- [Your goal] Exactly the lines from the beginning of the material to the line with "every search result" are to be repeated, both ends included.

- [Data for processing]

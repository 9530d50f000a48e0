//! Storage abstraction for folio.
//!
//! The [`Store`] trait is the relational collaborator of the pipeline: it
//! keeps document metadata and chunk text keyed by `(document_id,
//! chunk_index)`. The vector index only stores ids, so every search result
//! is enriched through this trait.
//!
//! Implementations must be `Send + Sync` to work with async runtimes.

pub mod memory;

use anyhow::Result;
use async_trait::async_trait;

use crate::models::{Chunk, DocumentId, DocumentMetadata, NewDocument, VectorRange};

/// Abstract storage backend for documents and chunks.
///
/// # Operations
///
/// | Method | Purpose |
/// |--------|---------|
/// | [`insert_document`](Store::insert_document) | Add a document row, returning its id |
/// | [`get_document_metadata`](Store::get_document_metadata) | Look up one document |
/// | [`find_document_by_filename`](Store::find_document_by_filename) | Duplicate detection |
/// | [`list_documents`](Store::list_documents) | All documents, newest first |
/// | [`delete_document`](Store::delete_document) | Remove a document and its chunks |
/// | [`insert_chunks`](Store::insert_chunks) | Store chunk text and page lists |
/// | [`set_vector_range`](Store::set_vector_range) | Record ids assigned by the index |
/// | [`get_chunk_text`](Store::get_chunk_text) | Text of one chunk |
/// | [`get_chunk_pages`](Store::get_chunk_pages) | Page numbers of one chunk |
/// | [`get_chunks`](Store::get_chunks) | All chunks of a document, in order |
/// | [`count_chunks`](Store::count_chunks) | Total chunks across documents |
#[async_trait]
pub trait Store: Send + Sync {
    /// Insert a document. Fails if the filename is already stored.
    async fn insert_document(&self, doc: &NewDocument) -> Result<DocumentId>;

    async fn get_document_metadata(&self, id: DocumentId) -> Result<Option<DocumentMetadata>>;

    async fn find_document_by_filename(&self, filename: &str) -> Result<Option<DocumentMetadata>>;

    /// All documents, most recently uploaded first.
    async fn list_documents(&self) -> Result<Vec<DocumentMetadata>>;

    /// Delete a document and all of its chunks. Returns `false` if it did
    /// not exist.
    async fn delete_document(&self, id: DocumentId) -> Result<bool>;

    async fn insert_chunks(&self, chunks: &[Chunk]) -> Result<()>;

    /// Record the index range and chunk count after a successful `add`.
    async fn set_vector_range(
        &self,
        id: DocumentId,
        range: Option<VectorRange>,
        chunk_count: u32,
    ) -> Result<()>;

    async fn get_chunk_text(&self, id: DocumentId, chunk_index: u32) -> Result<Option<String>>;

    async fn get_chunk_pages(&self, id: DocumentId, chunk_index: u32) -> Result<Option<Vec<u32>>>;

    /// All chunks of a document ordered by `chunk_index`.
    async fn get_chunks(&self, id: DocumentId) -> Result<Vec<Chunk>>;

    async fn count_chunks(&self) -> Result<u64>;
}
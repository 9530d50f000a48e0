//! `folio get` and `folio list`: document metadata and chunks.

use anyhow::{bail, Result};
use folio_core::models::{DocumentId, DocumentMetadata};

use crate::app::App;

pub async fn run_get(app: &App, id: DocumentId, show_chunks: bool) -> Result<()> {
    let Some(doc) = app.documents.get_document(id).await? else {
        bail!("document not found: {}", id);
    };

    println!("--- Document ---");
    println!("id:            {}", doc.id);
    println!("filename:      {}", doc.filename);
    println!("path:          {}", doc.file_path);
    println!("type:          {}", doc.document_type);
    println!("uploaded:      {}", doc.upload_date.format("%Y-%m-%d %H:%M:%S"));
    println!("pages:         {}", doc.total_pages);
    println!("size:          {:.2} MB", doc.file_size_mb);
    println!("chunks:        {}", doc.chunk_count);
    println!("vectors:       {}", app.index.count_for_document(doc.id));
    if let (Some(start), Some(end)) = (doc.vector_start, doc.vector_end) {
        println!("vector range:  {}..={} (at ingestion)", start, end);
    }

    if show_chunks {
        let chunks = app.documents.store().get_chunks(id).await?;
        println!();
        println!("--- Chunks ({}) ---", chunks.len());
        for chunk in &chunks {
            let pages: Vec<String> = chunk.page_numbers.iter().map(u32::to_string).collect();
            println!(
                "[chunk {}] pages {} ({} chars)",
                chunk.chunk_index,
                pages.join(","),
                chunk.char_length
            );
            println!("{}", chunk.text);
            println!();
        }
    }
    Ok(())
}

pub async fn run_list(app: &App, json: bool) -> Result<()> {
    let docs = app.documents.list_documents().await?;
    if json {
        println!("{}", serde_json::to_string_pretty(&docs)?);
        return Ok(());
    }
    if docs.is_empty() {
        println!("No documents.");
        return Ok(());
    }

    println!(
        "{:>6}  {:<40} {:<18} {:>6} {:>7}  {}",
        "ID", "FILENAME", "TYPE", "PAGES", "CHUNKS", "UPLOADED"
    );
    println!("{}", "-".repeat(98));
    for doc in &docs {
        print_row(doc);
    }
    Ok(())
}

fn print_row(doc: &DocumentMetadata) {
    println!(
        "{:>6}  {:<40} {:<18} {:>6} {:>7}  {}",
        doc.id,
        truncate(&doc.filename, 40),
        doc.document_type.as_str(),
        doc.total_pages,
        doc.chunk_count,
        doc.upload_date.format("%Y-%m-%d %H:%M")
    );
}

fn truncate(s: &str, max: usize) -> String {
    if s.chars().count() <= max {
        s.to_string()
    } else {
        let kept: String = s.chars().take(max.saturating_sub(3)).collect();
        format!("{}...", kept)
    }
}
//! SQLite implementation of the core [`Store`] trait.
//!
//! Documents live in `documents`, chunk text and page lists in
//! `document_chunks`. Page numbers are stored as a comma-separated list.
//! Deleting a document cascades to its chunks via the foreign key.

use anyhow::{Context, Result};
use async_trait::async_trait;
use chrono::{DateTime, Utc};
use folio_core::models::{Chunk, DocumentId, DocumentMetadata, NewDocument, VectorRange};
use folio_core::store::Store;
use sqlx::sqlite::SqliteRow;
use sqlx::{Row, SqlitePool};

use crate::config::Config;
use crate::{db, migrate};

const DOCUMENT_COLUMNS: &str = "id, filename, file_path, document_type, upload_date, total_pages, \
     file_size_mb, chunk_count, vector_start, vector_end";

pub struct SqliteStore {
    pool: SqlitePool,
}

impl SqliteStore {
    pub fn new(pool: SqlitePool) -> Self {
        Self { pool }
    }

    /// Connect to the configured database and apply migrations.
    pub async fn connect(config: &Config) -> Result<Self> {
        let pool = db::connect(config).await?;
        migrate::run_migrations(&pool).await?;
        Ok(Self::new(pool))
    }

    pub fn pool(&self) -> &SqlitePool {
        &self.pool
    }

    pub async fn close(&self) {
        self.pool.close().await;
    }
}

fn row_to_metadata(row: &SqliteRow) -> Result<DocumentMetadata> {
    let upload_ts: i64 = row.get("upload_date");
    let doc_type: String = row.get("document_type");
    let total_pages: i64 = row.get("total_pages");
    let chunk_count: i64 = row.get("chunk_count");
    let vector_start: Option<i64> = row.get("vector_start");
    let vector_end: Option<i64> = row.get("vector_end");

    Ok(DocumentMetadata {
        id: row.get("id"),
        filename: row.get("filename"),
        file_path: row.get("file_path"),
        document_type: doc_type.parse()?,
        upload_date: DateTime::from_timestamp(upload_ts, 0).unwrap_or_default(),
        total_pages: total_pages as u32,
        file_size_mb: row.get("file_size_mb"),
        chunk_count: chunk_count as u32,
        vector_start: vector_start.map(|v| v as u64),
        vector_end: vector_end.map(|v| v as u64),
    })
}

/// `[1, 2, 5]` → `"1,2,5"`.
pub fn encode_pages(pages: &[u32]) -> String {
    pages
        .iter()
        .map(|p| p.to_string())
        .collect::<Vec<_>>()
        .join(",")
}

/// Inverse of [`encode_pages`]. Unparseable entries are dropped.
pub fn decode_pages(s: &str) -> Vec<u32> {
    s.split(',')
        .filter_map(|p| p.trim().parse().ok())
        .collect()
}

#[async_trait]
impl Store for SqliteStore {
    async fn insert_document(&self, doc: &NewDocument) -> Result<DocumentId> {
        let result = sqlx::query(
            r#"
            INSERT INTO documents (filename, file_path, document_type, upload_date, total_pages, file_size_mb)
            VALUES (?, ?, ?, ?, ?, ?)
            "#,
        )
        .bind(&doc.filename)
        .bind(&doc.file_path)
        .bind(doc.document_type.as_str())
        .bind(Utc::now().timestamp())
        .bind(doc.total_pages as i64)
        .bind(doc.file_size_mb)
        .execute(&self.pool)
        .await
        .with_context(|| format!("Failed to insert document '{}'", doc.filename))?;

        Ok(result.last_insert_rowid())
    }

    async fn get_document_metadata(&self, id: DocumentId) -> Result<Option<DocumentMetadata>> {
        let row = sqlx::query(&format!("SELECT {} FROM documents WHERE id = ?", DOCUMENT_COLUMNS))
            .bind(id)
            .fetch_optional(&self.pool)
            .await?;
        row.as_ref().map(row_to_metadata).transpose()
    }

    async fn find_document_by_filename(&self, filename: &str) -> Result<Option<DocumentMetadata>> {
        let row = sqlx::query(&format!(
            "SELECT {} FROM documents WHERE filename = ?",
            DOCUMENT_COLUMNS
        ))
        .bind(filename)
        .fetch_optional(&self.pool)
        .await?;
        row.as_ref().map(row_to_metadata).transpose()
    }

    async fn list_documents(&self) -> Result<Vec<DocumentMetadata>> {
        let rows = sqlx::query(&format!(
            "SELECT {} FROM documents ORDER BY upload_date DESC, id DESC",
            DOCUMENT_COLUMNS
        ))
        .fetch_all(&self.pool)
        .await?;
        rows.iter().map(row_to_metadata).collect()
    }

    async fn delete_document(&self, id: DocumentId) -> Result<bool> {
        let result = sqlx::query("DELETE FROM documents WHERE id = ?")
            .bind(id)
            .execute(&self.pool)
            .await?;
        Ok(result.rows_affected() > 0)
    }

    async fn insert_chunks(&self, chunks: &[Chunk]) -> Result<()> {
        let mut tx = self.pool.begin().await?;
        for c in chunks {
            sqlx::query(
                r#"
                INSERT INTO document_chunks (document_id, chunk_index, page_numbers, text_content, chunk_size)
                VALUES (?, ?, ?, ?, ?)
                "#,
            )
            .bind(c.document_id)
            .bind(c.chunk_index as i64)
            .bind(encode_pages(&c.page_numbers))
            .bind(&c.text)
            .bind(c.char_length as i64)
            .execute(&mut *tx)
            .await
            .with_context(|| {
                format!(
                    "Failed to insert chunk {} of document {}",
                    c.chunk_index, c.document_id
                )
            })?;
        }
        tx.commit().await?;
        Ok(())
    }

    async fn set_vector_range(
        &self,
        id: DocumentId,
        range: Option<VectorRange>,
        chunk_count: u32,
    ) -> Result<()> {
        let result = sqlx::query(
            "UPDATE documents SET vector_start = ?, vector_end = ?, chunk_count = ? WHERE id = ?",
        )
        .bind(range.map(|r| r.start as i64))
        .bind(range.map(|r| r.end as i64))
        .bind(chunk_count as i64)
        .bind(id)
        .execute(&self.pool)
        .await?;
        if result.rows_affected() == 0 {
            anyhow::bail!("Document not found: {}", id);
        }
        Ok(())
    }

    async fn get_chunk_text(&self, id: DocumentId, chunk_index: u32) -> Result<Option<String>> {
        let text: Option<String> = sqlx::query_scalar(
            "SELECT text_content FROM document_chunks WHERE document_id = ? AND chunk_index = ?",
        )
        .bind(id)
        .bind(chunk_index as i64)
        .fetch_optional(&self.pool)
        .await?;
        Ok(text)
    }

    async fn get_chunk_pages(&self, id: DocumentId, chunk_index: u32) -> Result<Option<Vec<u32>>> {
        let pages: Option<String> = sqlx::query_scalar(
            "SELECT page_numbers FROM document_chunks WHERE document_id = ? AND chunk_index = ?",
        )
        .bind(id)
        .bind(chunk_index as i64)
        .fetch_optional(&self.pool)
        .await?;
        Ok(pages.as_deref().map(decode_pages))
    }

    async fn get_chunks(&self, id: DocumentId) -> Result<Vec<Chunk>> {
        let rows = sqlx::query(
            "SELECT chunk_index, page_numbers, text_content, chunk_size FROM document_chunks \
             WHERE document_id = ? ORDER BY chunk_index ASC",
        )
        .bind(id)
        .fetch_all(&self.pool)
        .await?;

        Ok(rows
            .iter()
            .map(|row| {
                let chunk_index: i64 = row.get("chunk_index");
                let pages: String = row.get("page_numbers");
                let size: i64 = row.get("chunk_size");
                Chunk {
                    document_id: id,
                    chunk_index: chunk_index as u32,
                    page_numbers: decode_pages(&pages),
                    text: row.get("text_content"),
                    char_length: size as usize,
                }
            })
            .collect())
    }

    async fn count_chunks(&self) -> Result<u64> {
        let count: i64 = sqlx::query_scalar("SELECT COUNT(*) FROM document_chunks")
            .fetch_one(&self.pool)
            .await?;
        Ok(count as u64)
    }
}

- [Output]
repository 9530d50f000a48e0
//! Storage abstraction for folio.
//!
//! The [`Store`] trait is the relational collaborator of the pipeline: it
//! keeps document metadata and chunk text keyed by `(document_id,
//! chunk_index)`. The vector index only stores ids, so every search result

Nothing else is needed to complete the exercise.